An anterior cruciate ligament (ACL) tear is a devastating injury to an athlete and unfortunately is one of the more common knee injuries in athletes involved in rapid deceleration moves. An ACL deficient knee has a very high risk of instability, subsequent injury, and long-term osteoarthritis. It is estimated that between 100,000 and 250,000 of these injuries occur each year in the United States (no data for Europe). Reconstruction of the ACL is commonly performed to restore stability to the knee and allow the patient to return to a healthy and active lifestyle. The past 2 decades have seen significant advancements in the ability to restore stability and function to an ACL deficient knee with a primary ACL reconstruction. Although the procedure and rehabilitation has become more predictable, it still requires many months of rehabilitation and time away from the sports. After committing the time, effort and expense of a primary ACL reconstruction, to have it then re-tear is not only a frustrating and discouraging event for all involved, but there is also growing evidence that the long-term health of the knee is then at even greater risk Recent prospective analysis of a multicenter cohort has shown failure rate after ACL reconstruction to be 3.0 % at 2 years and a systematic review of randomized- controlled trials showed this rate to be 3.6 % at short-term follow-up.

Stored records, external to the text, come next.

// crates/profile/src/infrastructure/postgres/rows/mod.rs

mod postgres_profile_row;

pub use postgres_profile_row::PostgresProfileRow;
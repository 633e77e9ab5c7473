mod toggle_follow_command;
mod toggle_follow_use_case;

pub use toggle_follow_command::ToggleFollowCommand;
pub use toggle_follow_use_case::ToggleFollowUseCase;

#[cfg(test)]
mod toggle_follow_use_case_test;
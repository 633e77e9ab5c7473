// crates/profile/src/domain/value_objects/mod.rs

mod bio;
mod counter_delta;
mod display_name;
mod follow_state;
mod handle;
mod profile_stats;

pub use bio::Bio;
pub use counter_delta::CounterDelta;
pub use display_name::DisplayName;
pub use follow_state::FollowState;
pub use handle::Handle;
pub use profile_stats::ProfileStats;
// crates/shared-kernel/src/infrastructure/mod.rs

mod retry;
mod transaction_manager;

pub mod memory;

#[cfg(feature = "concurrency")]
pub mod concurrency;

#[cfg(feature = "postgres")]
pub mod postgres;

pub use retry::{with_retry, RetryConfig};
pub use transaction_manager::TransactionManagerExt;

Revision ACL reconstruction is clinically challenging and associated with worse clinical outcomes than primary reconstructions, and a recent systematic review revealed a 13.7 % overall failure rate. Avoidable technical errors, including tunnel malposition, inadequate fixation, and failure to address concomitant malalignment and/or ligamentous injuries, have been implicated in 53–79 % of primary ACL graft failures. Due to the aforementioned reasons the development of an effective treatment to restore ACL function to avoid any postoperative complications is an important health and societal challenge. In current clinical practice, the ACL reconstruction plan is selected from a standard menu of options rather than customized to the unique characteristics of the patient. Furthermore, the treatment selection process is normally based on subjective clinical experience rather than objective prediction of post-treatment function. The net result is treatment methods that are less effective than desired at restoring lost knee joint’ s function. The aim of the present proposal is to develop a decision support system based on the integration of neuromusculoskeletal computer models with imaging (MRI, X-ray, ultrasound) and motion analysis data (kinematics, kinetics) to simulate the surgery and to improve customization, objectivity, and ultimately effectiveness of treatments for ACL reconstruction.